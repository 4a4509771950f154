use logos::Logos;
use tracing::debug;

use crate::error::LexError;

/// Represents a lexical token in the source input.
/// A token is a minimal but meaningful unit of text produced by the lexer.
/// This enum defines all recognized tokens in the language.
#[derive(Logos, Debug, PartialEq, Eq, Clone)]
#[logos(extras = LexerExtras)]
pub enum Token {
    /// Identifier tokens, such as `x` or `fact`.
    ///
    /// A letter or `_`, then letters only. Digits end an identifier, so `x1`
    /// is the identifier `x` followed by the integer `1`.
    #[regex(r"[\p{L}_]\p{L}*", |lex| lex.slice().to_string())]
    Identifier(String),
    /// Integer literal tokens, such as `42`.
    #[regex(r"[0-9]+", parse_integer)]
    Integer(i64),
    /// Boolean literal tokens: `!` is true and `?` is false.
    #[token("!", parse_bool)]
    #[token("?", parse_bool)]
    Bool(bool),
    /// `(`
    #[token("(")]
    LParen,
    /// `)`
    #[token(")")]
    RParen,
    /// `[`
    #[token("[")]
    LBracket,
    /// `]`
    #[token("]")]
    RBracket,
    /// `,`
    #[token(",")]
    Comma,
    /// `=`
    #[token("=")]
    Equals,
    /// `+`
    #[token("+")]
    Plus,
    /// `-`
    #[token("-")]
    Minus,
    /// `*`
    #[token("*")]
    Star,
    /// `/`
    #[token("/")]
    Slash,
    /// `^` (equality)
    #[token("^")]
    Caret,
    /// `>`
    #[token(">")]
    Greater,
    /// `<`
    #[token("<")]
    Less,
    /// `&`
    #[token("&")]
    Ampersand,
    /// `|`
    #[token("|")]
    Pipe,
    /// `'Comments between single quotes.'`
    #[regex(r"'[^']*'", |lex| {
        let comment      = lex.slice();
        let newlines     = comment.chars().filter(|&c| c == '\n').count();
        lex.extras.line += newlines;
        logos::Skip
    }, allow_greedy = true)]
    Comment,
    /// A `'` with no closing partner. Never reaches the parser.
    #[regex(r"'[^']*", allow_greedy = true)]
    UnterminatedComment,
    /// Whitespace of any kind.
    #[regex(r"\p{White_Space}+", |lex| {
        lex.extras.line += lex.slice().chars().filter(|&c| c == '\n').count();
        logos::Skip
    })]
    Whitespace,
    /// End of input. Appended by [`tokenize`], never matched.
    Eof,
}

/// Additional information carried by the lexer during tokenization.
///
/// Tracks the current line number for error reporting and diagnostics.
#[derive(Default)]
pub struct LexerExtras {
    /// The current line number in the source being tokenized.
    pub line: usize,
}

/// Parses an integer literal from the current token slice.
///
/// # Returns
/// - `Some(i64)`: The parsed integer value if successful.
/// - `None`: If the literal does not fit in an `i64`.
fn parse_integer(lex: &logos::Lexer<Token>) -> Option<i64> {
    lex.slice().parse().ok()
}

/// Parses a boolean literal from the current token slice (`!` or `?`).
fn parse_bool(lex: &logos::Lexer<Token>) -> Option<bool> {
    match lex.slice() {
        "!" => Some(true),
        "?" => Some(false),
        _ => None,
    }
}

/// Converts source text into a token sequence.
///
/// Each token is paired with the line it appears on. Whitespace and comments
/// are skipped, and the sequence always ends with [`Token::Eof`].
///
/// # Errors
/// - `UnexpectedCharacter` for a character that starts no token.
/// - `UnterminatedComment` when the input ends inside a comment.
/// - `IntegerTooLarge` for an integer literal outside the `i64` range.
///
/// # Example
/// ```
/// use mexpr::interpreter::lexer::{Token, tokenize};
///
/// let tokens = tokenize("'ignored' 5").unwrap();
/// assert_eq!(tokens, vec![(Token::Integer(5), 1), (Token::Eof, 1)]);
/// ```
pub fn tokenize(source: &str) -> Result<Vec<(Token, usize)>, LexError> {
    let mut tokens = Vec::new();
    let mut lexer = Token::lexer_with_extras(source, LexerExtras { line: 1 });

    while let Some(token) = lexer.next() {
        let line = lexer.extras.line;
        match token {
            Ok(Token::UnterminatedComment) => return Err(LexError::UnterminatedComment { line }),
            Ok(tok) => tokens.push((tok, line)),
            Err(()) => return Err(classify_error(lexer.slice(), line)),
        }
    }

    tokens.push((Token::Eof, lexer.extras.line));
    debug!(count = tokens.len(), "tokenized source");
    Ok(tokens)
}

/// Maps a slice the lexer rejected to the matching error.
///
/// An all-digit slice can only fail through the integer callback, so it is an
/// out-of-range literal; anything else is a stray character.
fn classify_error(slice: &str, line: usize) -> LexError {
    if !slice.is_empty() && slice.bytes().all(|b| b.is_ascii_digit()) {
        return LexError::IntegerTooLarge { literal: slice.to_string(),
                                           line };
    }
    LexError::UnexpectedCharacter { character: slice.chars().next().unwrap_or('\u{FFFD}'),
                                    line }
}

impl std::fmt::Display for Token {
    fn fmt(&self, f: &mut std::fmt::Formatter<'_>) -> std::fmt::Result {
        match self {
            Self::Identifier(name) => write!(f, "identifier '{name}'"),
            Self::Integer(n) => write!(f, "integer {n}"),
            Self::Bool(true) => write!(f, "'!'"),
            Self::Bool(false) => write!(f, "'?'"),
            Self::LParen => write!(f, "'('"),
            Self::RParen => write!(f, "')'"),
            Self::LBracket => write!(f, "'['"),
            Self::RBracket => write!(f, "']'"),
            Self::Comma => write!(f, "','"),
            Self::Equals => write!(f, "'='"),
            Self::Plus => write!(f, "'+'"),
            Self::Minus => write!(f, "'-'"),
            Self::Star => write!(f, "'*'"),
            Self::Slash => write!(f, "'/'"),
            Self::Caret => write!(f, "'^'"),
            Self::Greater => write!(f, "'>'"),
            Self::Less => write!(f, "'<'"),
            Self::Ampersand => write!(f, "'&'"),
            Self::Pipe => write!(f, "'|'"),
            Self::Comment | Self::UnterminatedComment => write!(f, "comment"),
            Self::Whitespace => write!(f, "whitespace"),
            Self::Eof => write!(f, "end of input"),
        }
    }
}
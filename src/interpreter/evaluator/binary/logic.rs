use crate::{
    ast::BinaryOperator,
    interpreter::{evaluator::core::Context, value::core::Value},
};

impl Context {
    /// Evaluates a bitwise test between two integers.
    ///
    /// `a & b` is `1` if the bitwise and of the operands is non-zero, and
    /// `a | b` is `1` if their bitwise or is non-zero; otherwise `0`. With
    /// `1`/`0` operands this behaves like logical and/or.
    ///
    /// # Example
    /// ```
    /// use mexpr::{
    ///     ast::BinaryOperator,
    ///     interpreter::{evaluator::core::Context, value::core::Value},
    /// };
    ///
    /// assert_eq!(Context::eval_logic(BinaryOperator::And, 3, 0), Value::Integer(0));
    /// assert_eq!(Context::eval_logic(BinaryOperator::And, 2, 1), Value::Integer(0));
    /// assert_eq!(Context::eval_logic(BinaryOperator::Or, 3, 0), Value::Integer(1));
    /// ```
    #[must_use]
    pub fn eval_logic(op: BinaryOperator, a: i64, b: i64) -> Value {
        use BinaryOperator::{And, Or};

        Value::from(match op {
                        And => a & b != 0,
                        Or => a | b != 0,
                        _ => unreachable!(),
                    })
    }
}
use std::fs;

use clap::Parser;
use mexpr::{get_result_with_config, interpreter::evaluator::core::EvalConfig, render_result};

/// mexpr evaluates programs written in a minimal expression language of
/// integers, vectors and closures, and prints the value of the last
/// statement.
#[derive(Parser, Debug)]
#[command(version, about, long_about = None)]
struct Args {
    /// Tells mexpr to read a file instead of treating the argument as source.
    #[arg(short, long)]
    file: bool,

    /// Maximum number of nested function calls before evaluation is aborted.
    #[arg(long, default_value_t = EvalConfig::default().max_call_depth)]
    max_call_depth: usize,

    contents: String,
}

/// Installs a log subscriber when `RUST_LOG` is set.
fn init_tracing() {
    use tracing_subscriber::{EnvFilter, fmt, prelude::*};

    if std::env::var("RUST_LOG").is_ok() {
        tracing_subscriber::registry().with(fmt::layer().with_target(true)
                                                        .with_level(true)
                                                        .with_writer(std::io::stderr))
                                      .with(EnvFilter::from_default_env())
                                      .init();
    }
}

fn main() {
    init_tracing();
    let args = Args::parse();

    let script = if args.file {
        fs::read_to_string(&args.contents).unwrap_or_else(|_| {
            eprintln!("Failed to read the input file '{}'. Perhaps this file does not exist?",
                      &args.contents);
            std::process::exit(1);
        })
    } else {
        args.contents
    };

    let config = EvalConfig { max_call_depth: args.max_call_depth };
    match get_result_with_config(&script, &config) {
        Ok(value) => println!("{}", render_result(&value)),
        Err(e) => {
            eprintln!("{e}");
            std::process::exit(1);
        },
    }
}
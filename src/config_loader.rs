use crate::config::Config;
use crate::network_config::NetworkConfig;
use color_eyre::eyre::WrapErr;
use color_eyre::Result;
use log::info;
use std::fs::File;
use std::path::Path;

/// Load and parse configuration from a YAML file
pub fn load_config(config_path: &Path) -> Result<Config> {
    info!("Loading configuration from: {:?}", config_path);

    let file = File::open(config_path)
        .wrap_err_with(|| format!("Failed to open configuration file '{}'", config_path.display()))?;

    let config: Config = serde_yaml::from_reader(file)
        .wrap_err_with(|| format!("Failed to parse configuration file '{}'", config_path.display()))?;

    config.validate()?;

    Ok(config)
}

/// Load the configuration if a path is given, otherwise use the built-in defaults
pub fn load_or_default(config_path: Option<&Path>) -> Result<Config> {
    match config_path {
        Some(path) => load_config(path),
        None => {
            info!("No configuration file given, using default overlay pools");
            Ok(Config::default())
        }
    }
}

/// Build the process-wide network configuration; failures are fatal at startup
pub fn init_network_config(config: &Config) -> Result<NetworkConfig> {
    config
        .network_config()
        .wrap_err("Failed to initialize overlay network configuration")
}

#[cfg(test)]
mod tests {
    use super::*;
    use std::io::Write;
    use tempfile::NamedTempFile;

    #[test]
    fn test_load_config() {
        let yaml = r#"
general:
  log_level: warn
network:
  ipv4_pool: "127.10.10.128/25"
  ipv6_pool: "fe80::/64"
"#;

        let mut temp_file = NamedTempFile::new().unwrap();
        write!(temp_file, "{}", yaml).unwrap();

        let config = load_config(temp_file.path()).unwrap();
        assert_eq!(config.general.log_level, "warn");

        let network = init_network_config(&config).unwrap();
        assert_eq!(network.gateway_v4().to_string(), "127.10.10.129");
        assert!(network.allocate(129).is_err());
    }

    #[test]
    fn test_load_invalid_config() {
        let mut temp_file = NamedTempFile::new().unwrap();
        write!(temp_file, "general:\n  log_level: loud\n").unwrap();
        assert!(load_config(temp_file.path()).is_err());

        let mut temp_file = NamedTempFile::new().unwrap();
        write!(temp_file, "network: 42\n").unwrap();
        assert!(load_config(temp_file.path()).is_err());
    }

    #[test]
    fn test_missing_file() {
        assert!(load_config(Path::new("/nonexistent/overlay-ipam.yaml")).is_err());
    }

    #[test]
    fn test_load_or_default() {
        let config = load_or_default(None).unwrap();
        assert_eq!(config, Config::default());
    }

    #[test]
    fn test_init_network_config_is_fatal_on_bad_pool() {
        let mut config = Config::default();
        config.network.ipv6_pool = "fd00::/128".to_string();
        let err = init_network_config(&config).unwrap_err();
        assert!(err.chain().any(|cause| cause.to_string().contains("Invalid CIDR")));
    }
}
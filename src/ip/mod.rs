//! IP address assignment module.
//!
//! This module resolves overlay subnets and their gateways, derives peer
//! addresses from peer ids, and picks the next free peer id.

pub mod allocator;
pub mod free_id;
pub mod gateway;

// Re-export commonly used items
pub use allocator::{allocate, allocate_with, decimal_as_hex, DecimalAsHex, Ipv6SuffixEncoding};
pub use free_id::{find_first_free_id, find_first_free_id_for, PeerRecord, MIN_PEER_ID};
pub use gateway::{resolve_gateway, resolve_gateway_v4, resolve_gateway_v6};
= = = =
Search the material for the word "open" and report how many lines hold it. Add nothing else.

### Response box
2